How to care for your ears and prevent hearing loss

How to care for your ears and prevent hearing loss. You must be diligent in protecting your ears because the damage is pervasive and irreversible. Here we are going to explore the key features of hearing and how we can protect ourselves from our auditorily toxic environment.

3 Steps to Better Hearing Health provided by ASHA

  • lower the volume (never go past 5/10)

  • limit the time spent listening

  • wear earphones that go around the ear or fit deeper into the ear to better isolate wanted sound and reduce the need to increase the volume

Sound exposure isn’t just about causing hearing loss, it is known to impact cognitive performance in adults as well as negatively impact a child’s development.

Numerous studies have found that “depending on characteristics of sounds and tasks— noise of low to moderate intensity may in fact evoke substantial impairments in performance.”

Not all sounds are created equally and there is a difference between Chopin and a jackhammer however, blasting Chopin is just as damaging as a jackhammer.

Hearing loss is known to cause isolation which leads to depression which has significant health effects including cognitive deficits and memory loss. It has devastating effects on one’s quality of life.  

Hearing is the process of turning vibrations from the environment into recognizable information.

There are 3 parts to the ear. The Inner, Middle, and Outer. The inner ear contains the cochlea which has little hairs in it that vibrate in relation to the sounds transmitted against the tympanic membrane (ear drum).

Those signals created by the hairs are transmuted into electro-chemical signals that the brain integrates into sounds via the 8th cranial nerve. The hairs differ in size and volume as they spiral throughout the shell-shaped cochlea. The smaller hairs pick up higher frequency sounds and are the first to get damaged.

Frequency_mapping_in_human_ear_and_brain_-_10.1371_journal.pbio.0030137.g001-L.jpg

Higher FQ sounds in speech are s,h,f. You can see in this speech banana the range of sounds that are impacted by hearing loss. Not hearing certain sounds has a pervasive effect on your comprehension. Herein lies the most misunderstood problem with hearing loss.

When the hairs get damaged, it isn’t just the ability to hear the sound that is affected, it is the ability to understand. It is not a matter of increasing the sound, as hearing aids do, it is a matter of damaging comprehension.

Take care of your ears by avoiding continued exposure to high decibel sounds. This can be deceiving because your ears adapt to loud sounds by shifting your auditory threshold.

This is what happens after a concert. Before the band came on you could hear your friend next to you speaking at a relatively normal volume. But after the show, you are both shouting into each other’s ears because the threshold has shifted and is significantly higher now due to the ringing in your ears from blasting speakers during the show.

The ringing in your ears makes it difficult to hear sounds that were easily heard before the exposure. By forcing your ears to constantly adjust to loud sounds, you shift your auditory threshold and put duress on the hairs in your cochlea.

Tinnitus is chronic ringing in the ears which affects 15-20% of people and it is a sign of damage to the hairs in the cochlea which will eventually result in hearing loss.
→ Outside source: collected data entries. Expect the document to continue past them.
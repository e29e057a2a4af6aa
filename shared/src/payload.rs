use serde::{Deserialize, Serialize};

/// Record handed to the host's `sendData` call as JSON
#[derive(Debug, Clone, PartialEq, Eq, Serialize, Deserialize)]
pub struct ExpensePayload {
    /// Amount in whole currency units (digits of the amount field)
    pub amount: u64,
    /// Category wire key
    pub category: String,
    /// User text, or the category key when left blank
    pub description: String,
    /// Who the expense is for; may be empty
    pub person: String,
}

impl ExpensePayload {
    pub fn to_json(&self) -> Result<String, serde_json::Error> {
        serde_json::to_string(self)
    }
}

#[cfg(test)]
mod tests {
    use super::*;

    #[test]
    fn test_json_has_exactly_four_fields() {
        let payload = ExpensePayload {
            amount: 45_000,
            category: "Xăng xe".to_string(),
            description: "xăng".to_string(),
            person: String::new(),
        };
        let value: serde_json::Value = serde_json::from_str(&payload.to_json().unwrap()).unwrap();
        let object = value.as_object().unwrap();
        assert_eq!(object.len(), 4);
        assert_eq!(object["amount"], 45_000);
        assert_eq!(object["category"], "Xăng xe");
        assert_eq!(object["description"], "xăng");
        assert_eq!(object["person"], "");
    }

    #[test]
    fn test_amount_is_a_json_integer() {
        let payload = ExpensePayload {
            amount: 20_000,
            category: "Khác".to_string(),
            description: "Khác".to_string(),
            person: "Alice".to_string(),
        };
        assert_eq!(
            payload.to_json().unwrap(),
            r#"{"amount":20000,"category":"Khác","description":"Khác","person":"Alice"}"#
        );
    }
}
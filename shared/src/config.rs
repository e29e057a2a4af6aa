use serde::{Deserialize, Serialize};

use crate::category::Category;

/// Fallback colors applied when the host does not provide a theme value
#[derive(Debug, Clone, PartialEq, Serialize, Deserialize)]
#[serde(default)]
pub struct ThemeDefaults {
    pub bg_color: String,
    pub text_color: String,
    pub button_color: String,
    pub button_text_color: String,
}

impl Default for ThemeDefaults {
    fn default() -> Self {
        Self {
            bg_color: "#ffffff".to_string(),
            text_color: "#000000".to_string(),
            button_color: "#3390ec".to_string(),
            button_text_color: "#ffffff".to_string(),
        }
    }
}

/// Configuration for the expense entry form
#[derive(Debug, Clone, PartialEq, Serialize, Deserialize)]
#[serde(default)]
pub struct FormConfig {
    /// Category selected when the form loads
    pub default_category: Category,
    /// Quick-add chip values, in display order
    pub quick_amounts: Vec<i64>,
    /// Alert text shown when submitting without an amount
    pub missing_amount_message: String,
    /// Alert text shown when the amount does not fit in a u64
    pub amount_too_large_message: String,
    pub theme_defaults: ThemeDefaults,
}

impl Default for FormConfig {
    fn default() -> Self {
        Self {
            default_category: Category::FoodAndDrink,
            quick_amounts: vec![10_000, 20_000, 50_000, 100_000, 200_000, 500_000],
            missing_amount_message: "Vui lòng nhập số tiền!".to_string(),
            amount_too_large_message: "Số tiền quá lớn!".to_string(),
            theme_defaults: ThemeDefaults::default(),
        }
    }
}

impl FormConfig {
    /// Parse a JSON override. Missing fields keep their defaults.
    pub fn from_json(json: &str) -> Result<Self, serde_json::Error> {
        serde_json::from_str(json)
    }
}

#[cfg(test)]
mod tests {
    use super::*;

    #[test]
    fn test_defaults() {
        let config = FormConfig::default();
        assert_eq!(config.default_category, Category::FoodAndDrink);
        assert_eq!(config.missing_amount_message, "Vui lòng nhập số tiền!");
        assert_eq!(config.amount_too_large_message, "Số tiền quá lớn!");
        assert_eq!(config.quick_amounts[0], 10_000);
        assert_eq!(config.theme_defaults.button_color, "#3390ec");
    }

    #[test]
    fn test_partial_override_keeps_defaults() {
        let config = FormConfig::from_json(
            r##"{"default_category":"Khác","theme_defaults":{"bg_color":"#101010"}}"##,
        )
        .unwrap();
        assert_eq!(config.default_category, Category::Other);
        assert_eq!(config.theme_defaults.bg_color, "#101010");
        assert_eq!(config.theme_defaults.text_color, "#000000");
        assert_eq!(config.quick_amounts, FormConfig::default().quick_amounts);
    }

    #[test]
    fn test_override_rejects_unknown_category() {
        assert!(FormConfig::from_json(r#"{"default_category":"Pets"}"#).is_err());
    }

    #[test]
    fn test_empty_object_is_default() {
        assert_eq!(FormConfig::from_json("{}").unwrap(), FormConfig::default());
    }
}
Earplugs help to reduce the impact but if you are in a sustained environment of consistent high decibel exposure, you want noise-canceling headphones. There is a common misconception that you fight outside noise by increasing the volume of your earplugs, but this compounds the problem. You are replacing one loud sound with another.

Blasting Chopin over the jackhammer isn’t going to help your ears. Noise-canceling headphones that go over the ears significantly reduce the background noise so you maintain a healthy threshold without having a volume battle with your environment.

You can manage this by never putting your headphones over 50%. 5/10 is the ideal sound level because it does not tax your cochlea while allowing you to have a level threshold.

If wherever you are is competing with the volume at 50% then you should limit your time there as much as possible. If you are in the environment for a prolonged period, consider getting noise-canceling headphones. It the best you can do for your ears.

TV volume is another huge culprit in the war on our ears. We often set the volume too high so our ears are constantly adjusting to the blasting volume. For most TV’s you can attune your ears to comfortable enjoy it at no more than ¼ - 1/8 of the volume. My TV goes up to 45, but I taught the kids to never go past 10 and 8 is our usual level.

TV settings are also deceiving. The volume difference between speech, music and explosions is completely out of synch. You blast it to hear the characters talk only to have your ear drum rung out a second later when the massive explosion is 50x the volume. Closed captions counter this by allowing you to adjust the volume to a manageable level without worrying about hearing the dialogue because you are reading it. It also increases comprehension because you retain more information when reading.

You will also notice the deliberate increase in volume for commercials on streaming services. These are the sneaky ways that higher decibel sounds invade your home.

To recap:

-Mild to moderately loud sounds negatively impact cognition and performance in adults and disruptions development in children.

-Hearing loss affects understanding, not just perception of sounds

-lower the volume (never go past 5/10) and use closed captions

-limit the time spent in loud places

-wear earphones that go around the ear or fit deeper into the ear to better isolate wanted sound and reduce the need to increase the volume.